Exercise description:
Nothing in the records should change; write them all out again.

[The records Boundary: Start]

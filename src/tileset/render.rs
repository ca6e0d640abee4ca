//! Metatile sheet assembly
//!
//! Metatiles are laid out 16 per row on a 256px-wide sheet, each quadrant
//! pasted at its (x, y) within the 16x16 block.

use image::{imageops, RgbaImage};

use crate::{
    bitmap::Bitmap,
    error::{DecodeWarning, Diagnostics},
    palette::{ChannelScale, Palette},
    tile::{rasterize, tile_offset, ColorDepth, Flip, TILE_DIM},
    tileset::parser::{MetatileRecord, Quadrant, TsHeader, METATILES_PER_ROW, METATILE_DIM},
};

pub const SHEET_WIDTH: u32 = METATILE_DIM * METATILES_PER_ROW;
pub const PALETTE_BANKS: usize = 16;
/// Tiles per row on a pre-rendered tile sheet (128px)
pub const TILE_SHEET_COLUMNS: u32 = 16;

/// Pre-rendered tile sheets. 256-colour tilesets read `single`, 16-colour
/// ones read the sheet of each quadrant's palette bank.
#[derive(Debug, Clone, Default)]
pub struct TileSheets {
    pub single: Option<RgbaImage>,
    pub banks: [Option<RgbaImage>; PALETTE_BANKS],
}

impl TileSheets {
    pub fn single(sheet: RgbaImage) -> Self {
        TileSheets {
            single: Some(sheet),
            ..TileSheets::default()
        }
    }

    pub fn banked(banks: [Option<RgbaImage>; PALETTE_BANKS]) -> Self {
        TileSheets { single: None, banks }
    }

    pub fn is_empty(&self) -> bool {
        self.single.is_none() && self.banks.iter().all(Option::is_none)
    }

    fn sheet_for(&self, bank: u8, is_8bpp: bool) -> Option<&RgbaImage> {
        if is_8bpp {
            self.single.as_ref()
        } else {
            self.banks[bank as usize & 0x0F].as_ref()
        }
    }
}

/// Where quadrant pixels come from.
#[derive(Debug, Clone, Copy)]
pub enum TileSource<'a> {
    /// Tile data stored in the archive after the records
    Archive,
    /// Tiles cropped from already rendered sheets
    Sheets(&'a TileSheets),
}

pub struct SheetContext<'a> {
    pub data: &'a [u8],
    pub header: &'a TsHeader,
    pub tiles: TileSource<'a>,
    pub depth: ColorDepth,
    pub palette: &'a Palette,
    pub scale: ChannelScale,
}

/// Position of quadrant `q` of metatile `m` on the sheet.
pub fn quadrant_position(metatile: usize, quadrant: usize) -> (u32, u32) {
    let m = metatile as u32;
    let q = quadrant as u32;
    (
        (m % METATILES_PER_ROW) * METATILE_DIM + (q % 2) * TILE_DIM,
        (m / METATILES_PER_ROW) * METATILE_DIM + (q / 2) * TILE_DIM,
    )
}

pub fn render_sheet(
    ctx: &SheetContext<'_>,
    records: &[MetatileRecord],
    quadrants_in_last: usize,
    diagnostics: &mut Diagnostics,
) -> Bitmap {
    let height = ctx.header.sheet_height();
    let mut sheet = match ctx.tiles {
        TileSource::Archive if ctx.depth != ColorDepth::Bpp16 => Bitmap::new_indexed(SHEET_WIDTH, height),
        _ => Bitmap::new_rgba(SHEET_WIDTH, height),
    };

    for (m, record) in records.iter().enumerate() {
        let count = if m + 1 == records.len() {
            quadrants_in_last
        } else {
            record.quadrants.len()
        };

        for (q, quadrant) in record.quadrants.iter().take(count).enumerate() {
            let Some(flip) = Flip::from_code(quadrant.flip_code) else {
                diagnostics.warn(DecodeWarning::UnknownFlip {
                    metatile: m,
                    quadrant: q,
                    code: quadrant.flip_code,
                });
                continue;
            };

            let tile = match ctx.tiles {
                TileSource::Archive => archive_tile(ctx, quadrant, flip, diagnostics),
                TileSource::Sheets(sheets) => sheet_tile(ctx, sheets, quadrant, flip, diagnostics),
            };

            if let Some(tile) = tile {
                let (x, y) = quadrant_position(m, q);
                sheet.paste(&tile, x as i64, y as i64, ctx.palette);
            }
        }
    }

    sheet
}

fn archive_tile(
    ctx: &SheetContext<'_>,
    quadrant: &Quadrant,
    flip: Flip,
    diagnostics: &mut Diagnostics,
) -> Option<Bitmap> {
    let offset = tile_offset(ctx.header.tile_data_start as usize, quadrant.tile_id as usize, ctx.depth);
    match rasterize(ctx.data, offset, ctx.depth, quadrant.palette_bank, flip, ctx.scale) {
        Ok(tile) => Some(tile),
        Err(e) => {
            diagnostics.warn(DecodeWarning::TileOutOfRange {
                offset: e.offset as u64,
            });
            None
        }
    }
}

fn sheet_tile(
    ctx: &SheetContext<'_>,
    sheets: &TileSheets,
    quadrant: &Quadrant,
    flip: Flip,
    diagnostics: &mut Diagnostics,
) -> Option<Bitmap> {
    let Some(sheet) = sheets.sheet_for(quadrant.palette_bank, ctx.header.is_8bpp()) else {
        diagnostics.warn(DecodeWarning::MissingSheet {
            palette_bank: quadrant.palette_bank,
        });
        return None;
    };

    let x = (quadrant.tile_id % TILE_SHEET_COLUMNS) * TILE_DIM;
    let y = (quadrant.tile_id / TILE_SHEET_COLUMNS) * TILE_DIM;
    if x + TILE_DIM > sheet.width() || y + TILE_DIM > sheet.height() {
        diagnostics.warn(DecodeWarning::SheetTileOutOfRange {
            tile_id: quadrant.tile_id,
        });
        return None;
    }

    let tile = imageops::crop_imm(sheet, x, y, TILE_DIM, TILE_DIM).to_image();
    Some(flip.apply(Bitmap::Rgba(tile)))
}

[The records Boundary: End]

Solution below:
filename src/tileset/render.rs
repository ca6e0d640abee4ca
//! Metatile sheet assembly
//!
//! Metatiles are laid out 16 per row on a 256px-wide sheet, each quadrant
//! pasted at its (x, y) within the 16x16 block.

use image::{imageops, RgbaImage};

use crate::{
    bitmap::Bitmap,
    error::{DecodeWarning, Diagnostics},
    palette::{ChannelScale, Palette},
    tile::{rasterize, tile_offset, ColorDepth, Flip, TILE_DIM},
    tileset::parser::{MetatileRecord, Quadrant, TsHeader, METATILES_PER_ROW, METATILE_DIM},
};

pub const SHEET_WIDTH: u32 = METATILE_DIM * METATILES_PER_ROW;
pub const PALETTE_BANKS: usize = 16;
/// Tiles per row on a pre-rendered tile sheet (128px)
pub const TILE_SHEET_COLUMNS: u32 = 16;

/// Pre-rendered tile sheets. 256-colour tilesets read `single`, 16-colour
/// ones read the sheet of each quadrant's palette bank.
#[derive(Debug, Clone, Default)]
pub struct TileSheets {
    pub single: Option<RgbaImage>,
    pub banks: [Option<RgbaImage>; PALETTE_BANKS],
}

impl TileSheets {
    pub fn single(sheet: RgbaImage) -> Self {
        TileSheets {
            single: Some(sheet),
            ..TileSheets::default()
        }
    }

    pub fn banked(banks: [Option<RgbaImage>; PALETTE_BANKS]) -> Self {
        TileSheets { single: None, banks }
    }

    pub fn is_empty(&self) -> bool {
        self.single.is_none() && self.banks.iter().all(Option::is_none)
    }

    fn sheet_for(&self, bank: u8, is_8bpp: bool) -> Option<&RgbaImage> {
        if is_8bpp {
            self.single.as_ref()
        } else {
            self.banks[bank as usize & 0x0F].as_ref()
        }
    }
}

/// Where quadrant pixels come from.
#[derive(Debug, Clone, Copy)]
pub enum TileSource<'a> {
    /// Tile data stored in the archive after the records
    Archive,
    /// Tiles cropped from already rendered sheets
    Sheets(&'a TileSheets),
}

pub struct SheetContext<'a> {
    pub data: &'a [u8],
    pub header: &'a TsHeader,
    pub tiles: TileSource<'a>,
    pub depth: ColorDepth,
    pub palette: &'a Palette,
    pub scale: ChannelScale,
}

/// Position of quadrant `q` of metatile `m` on the sheet.
pub fn quadrant_position(metatile: usize, quadrant: usize) -> (u32, u32) {
    let m = metatile as u32;
    let q = quadrant as u32;
    (
        (m % METATILES_PER_ROW) * METATILE_DIM + (q % 2) * TILE_DIM,
        (m / METATILES_PER_ROW) * METATILE_DIM + (q / 2) * TILE_DIM,
    )
}

pub fn render_sheet(
    ctx: &SheetContext<'_>,
    records: &[MetatileRecord],
    quadrants_in_last: usize,
    diagnostics: &mut Diagnostics,
) -> Bitmap {
    let height = ctx.header.sheet_height();
    let mut sheet = match ctx.tiles {
        TileSource::Archive if ctx.depth != ColorDepth::Bpp16 => Bitmap::new_indexed(SHEET_WIDTH, height),
        _ => Bitmap::new_rgba(SHEET_WIDTH, height),
    };

    for (m, record) in records.iter().enumerate() {
        let count = if m + 1 == records.len() {
            quadrants_in_last
        } else {
            record.quadrants.len()
        };

        for (q, quadrant) in record.quadrants.iter().take(count).enumerate() {
            let Some(flip) = Flip::from_code(quadrant.flip_code) else {
                diagnostics.warn(DecodeWarning::UnknownFlip {
                    metatile: m,
                    quadrant: q,
                    code: quadrant.flip_code,
                });
                continue;
            };

            let tile = match ctx.tiles {
                TileSource::Archive => archive_tile(ctx, quadrant, flip, diagnostics),
                TileSource::Sheets(sheets) => sheet_tile(ctx, sheets, quadrant, flip, diagnostics),
            };

            if let Some(tile) = tile {
                let (x, y) = quadrant_position(m, q);
                sheet.paste(&tile, x as i64, y as i64, ctx.palette);
            }
        }
    }

    sheet
}

fn archive_tile(
    ctx: &SheetContext<'_>,
    quadrant: &Quadrant,
    flip: Flip,
    diagnostics: &mut Diagnostics,
) -> Option<Bitmap> {
    let offset = tile_offset(ctx.header.tile_data_start as usize, quadrant.tile_id as usize, ctx.depth);
    match rasterize(ctx.data, offset, ctx.depth, quadrant.palette_bank, flip, ctx.scale) {
        Ok(tile) => Some(tile),
        Err(e) => {
            diagnostics.warn(DecodeWarning::TileOutOfRange {
                offset: e.offset as u64,
            });
            None
        }
    }
}

fn sheet_tile(
    ctx: &SheetContext<'_>,
    sheets: &TileSheets,
    quadrant: &Quadrant,
    flip: Flip,
    diagnostics: &mut Diagnostics,
) -> Option<Bitmap> {
    let Some(sheet) = sheets.sheet_for(quadrant.palette_bank, ctx.header.is_8bpp()) else {
        diagnostics.warn(DecodeWarning::MissingSheet {
            palette_bank: quadrant.palette_bank,
        });
        return None;
    };

    let x = (quadrant.tile_id % TILE_SHEET_COLUMNS) * TILE_DIM;
    let y = (quadrant.tile_id / TILE_SHEET_COLUMNS) * TILE_DIM;
    if x + TILE_DIM > sheet.width() || y + TILE_DIM > sheet.height() {
        diagnostics.warn(DecodeWarning::SheetTileOutOfRange {
            tile_id: quadrant.tile_id,
        });
        return None;
    }

    let tile = imageops::crop_imm(sheet, x, y, TILE_DIM, TILE_DIM).to_image();
    Some(flip.apply(Bitmap::Rgba(tile)))
}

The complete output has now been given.